--- Aim of the task ---
Could you return the full listing, every line exactly as given?

--- Data in this exercise ---
//! MPRIS players on the session bus.

use std::collections::HashMap;
use std::time::Duration;

use serde_json::{Map, Number, Value as Json};
use tracing::debug;
use zbus::zvariant::{OwnedValue, Value};
use zbus::{Connection, Proxy};

use super::block_on_bounded;
use crate::cache::Cache;
use crate::error::{Error, Result};
use crate::metadata::{PlaybackStatus, TrackMetadata};

pub const BUS_NAME_PREFIX: &str = "org.mpris.MediaPlayer2.";
pub const OBJECT_PATH: &str = "/org/mpris/MediaPlayer2";
pub const PLAYER_INTERFACE: &str = "org.mpris.MediaPlayer2.Player";
const PROPERTIES_INTERFACE: &str = "org.freedesktop.DBus.Properties";

#[derive(Debug, Clone)]
pub struct MprisSource {
    service: String,
    cache: Cache,
    timeout: Duration,
}

impl MprisSource {
    pub fn new(player: &str, cache: Cache, timeout: Duration) -> Self {
        Self {
            service: format!("{BUS_NAME_PREFIX}{player}"),
            cache,
            timeout,
        }
    }

    pub fn service(&self) -> &str {
        &self.service
    }

    pub fn timeout(&self) -> Duration {
        self.timeout
    }

    /// One `GetAll` on the player interface.
    async fn query(&self) -> Result<HashMap<String, OwnedValue>> {
        let conn = Connection::session().await?;
        let proxy = Proxy::new(
            &conn,
            self.service.as_str(),
            OBJECT_PATH,
            PROPERTIES_INTERFACE,
        )
        .await?;
        debug!(service = %self.service, "querying player properties");
        let reply = proxy.call_method("GetAll", &(PLAYER_INTERFACE,)).await?;
        Ok(reply.body().deserialize()?)
    }

    pub fn fetch(&self) -> Result<TrackMetadata> {
        let properties = block_on_bounded(&self.service, self.timeout, self.query())?;
        let (fresh, status) = read_properties(&self.service, &properties)?;
        let payload = self.cache.resolve(fresh)?;
        Ok(TrackMetadata::from_payload(&payload, status))
    }
}

/// Split a `GetAll` reply into the Metadata payload and the playback status.
/// A reply without Metadata means the player does not implement the interface.
pub fn read_properties(
    service: &str,
    properties: &HashMap<String, OwnedValue>,
) -> Result<(Map<String, Json>, PlaybackStatus)> {
    let metadata = properties.get("Metadata").ok_or_else(|| {
        Error::SourceUnavailable(format!("{service} does not expose Metadata"))
    })?;
    let payload = metadata_to_json(metadata)?;
    let status = properties
        .get("PlaybackStatus")
        .and_then(|value| as_str(value));
    Ok((payload, PlaybackStatus::from_bus(status)))
}

fn as_str<'a>(value: &'a Value<'_>) -> Option<&'a str> {
    match value {
        Value::Str(s) => Some(s.as_str()),
        Value::Value(inner) => as_str(inner),
        _ => None,
    }
}

/// Convert the `a{sv}` Metadata property into a JSON object, the form it is
/// cached in.
pub fn metadata_to_json(metadata: &OwnedValue) -> Result<Map<String, Json>> {
    let entries: HashMap<String, OwnedValue> = metadata
        .try_clone()
        .and_then(HashMap::try_from)
        .map_err(|e| Error::SourceUnavailable(format!("malformed Metadata property: {e}")))?;
    Ok(entries
        .iter()
        .map(|(key, value)| (key.clone(), value_to_json(value)))
        .collect())
}

pub fn value_to_json(value: &Value<'_>) -> Json {
    match value {
        Value::Bool(b) => Json::Bool(*b),
        Value::U8(n) => Json::from(*n),
        Value::I16(n) => Json::from(*n),
        Value::U16(n) => Json::from(*n),
        Value::I32(n) => Json::from(*n),
        Value::U32(n) => Json::from(*n),
        Value::I64(n) => Json::from(*n),
        Value::U64(n) => Json::from(*n),
        Value::F64(n) => Number::from_f64(*n).map(Json::Number).unwrap_or(Json::Null),
        Value::Str(s) => Json::String(s.as_str().to_string()),
        Value::ObjectPath(path) => Json::String(path.as_str().to_string()),
        Value::Signature(sig) => Json::String(sig.as_str().to_string()),
        Value::Value(inner) => value_to_json(inner),
        Value::Array(items) => Json::Array(items.iter().map(value_to_json).collect()),
        other => Json::String(format!("{other:?}")),
    }
}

--- Reply to the exercise ---
//! MPRIS players on the session bus.

use std::collections::HashMap;
use std::time::Duration;

use serde_json::{Map, Number, Value as Json};
use tracing::debug;
use zbus::zvariant::{OwnedValue, Value};
use zbus::{Connection, Proxy};

use super::block_on_bounded;
use crate::cache::Cache;
use crate::error::{Error, Result};
use crate::metadata::{PlaybackStatus, TrackMetadata};

pub const BUS_NAME_PREFIX: &str = "org.mpris.MediaPlayer2.";
pub const OBJECT_PATH: &str = "/org/mpris/MediaPlayer2";
pub const PLAYER_INTERFACE: &str = "org.mpris.MediaPlayer2.Player";
const PROPERTIES_INTERFACE: &str = "org.freedesktop.DBus.Properties";

#[derive(Debug, Clone)]
pub struct MprisSource {
    service: String,
    cache: Cache,
    timeout: Duration,
}

impl MprisSource {
    pub fn new(player: &str, cache: Cache, timeout: Duration) -> Self {
        Self {
            service: format!("{BUS_NAME_PREFIX}{player}"),
            cache,
            timeout,
        }
    }

    pub fn service(&self) -> &str {
        &self.service
    }

    pub fn timeout(&self) -> Duration {
        self.timeout
    }

    /// One `GetAll` on the player interface.
    async fn query(&self) -> Result<HashMap<String, OwnedValue>> {
        let conn = Connection::session().await?;
        let proxy = Proxy::new(
            &conn,
            self.service.as_str(),
            OBJECT_PATH,
            PROPERTIES_INTERFACE,
        )
        .await?;
        debug!(service = %self.service, "querying player properties");
        let reply = proxy.call_method("GetAll", &(PLAYER_INTERFACE,)).await?;
        Ok(reply.body().deserialize()?)
    }

    pub fn fetch(&self) -> Result<TrackMetadata> {
        let properties = block_on_bounded(&self.service, self.timeout, self.query())?;
        let (fresh, status) = read_properties(&self.service, &properties)?;
        let payload = self.cache.resolve(fresh)?;
        Ok(TrackMetadata::from_payload(&payload, status))
    }
}

/// Split a `GetAll` reply into the Metadata payload and the playback status.
/// A reply without Metadata means the player does not implement the interface.
pub fn read_properties(
    service: &str,
    properties: &HashMap<String, OwnedValue>,
) -> Result<(Map<String, Json>, PlaybackStatus)> {
    let metadata = properties.get("Metadata").ok_or_else(|| {
        Error::SourceUnavailable(format!("{service} does not expose Metadata"))
    })?;
    let payload = metadata_to_json(metadata)?;
    let status = properties
        .get("PlaybackStatus")
        .and_then(|value| as_str(value));
    Ok((payload, PlaybackStatus::from_bus(status)))
}

fn as_str<'a>(value: &'a Value<'_>) -> Option<&'a str> {
    match value {
        Value::Str(s) => Some(s.as_str()),
        Value::Value(inner) => as_str(inner),
        _ => None,
    }
}

/// Convert the `a{sv}` Metadata property into a JSON object, the form it is
/// cached in.
pub fn metadata_to_json(metadata: &OwnedValue) -> Result<Map<String, Json>> {
    let entries: HashMap<String, OwnedValue> = metadata
        .try_clone()
        .and_then(HashMap::try_from)
        .map_err(|e| Error::SourceUnavailable(format!("malformed Metadata property: {e}")))?;
    Ok(entries
        .iter()
        .map(|(key, value)| (key.clone(), value_to_json(value)))
        .collect())
}

pub fn value_to_json(value: &Value<'_>) -> Json {
    match value {
        Value::Bool(b) => Json::Bool(*b),
        Value::U8(n) => Json::from(*n),
        Value::I16(n) => Json::from(*n),
        Value::U16(n) => Json::from(*n),
        Value::I32(n) => Json::from(*n),
        Value::U32(n) => Json::from(*n),
        Value::I64(n) => Json::from(*n),
        Value::U64(n) => Json::from(*n),
        Value::F64(n) => Number::from_f64(*n).map(Json::Number).unwrap_or(Json::Null),
        Value::Str(s) => Json::String(s.as_str().to_string()),
        Value::ObjectPath(path) => Json::String(path.as_str().to_string()),
        Value::Signature(sig) => Json::String(sig.as_str().to_string()),
        Value::Value(inner) => value_to_json(inner),
        Value::Array(items) => Json::Array(items.iter().map(value_to_json).collect()),
        other => Json::String(format!("{other:?}")),
    }
}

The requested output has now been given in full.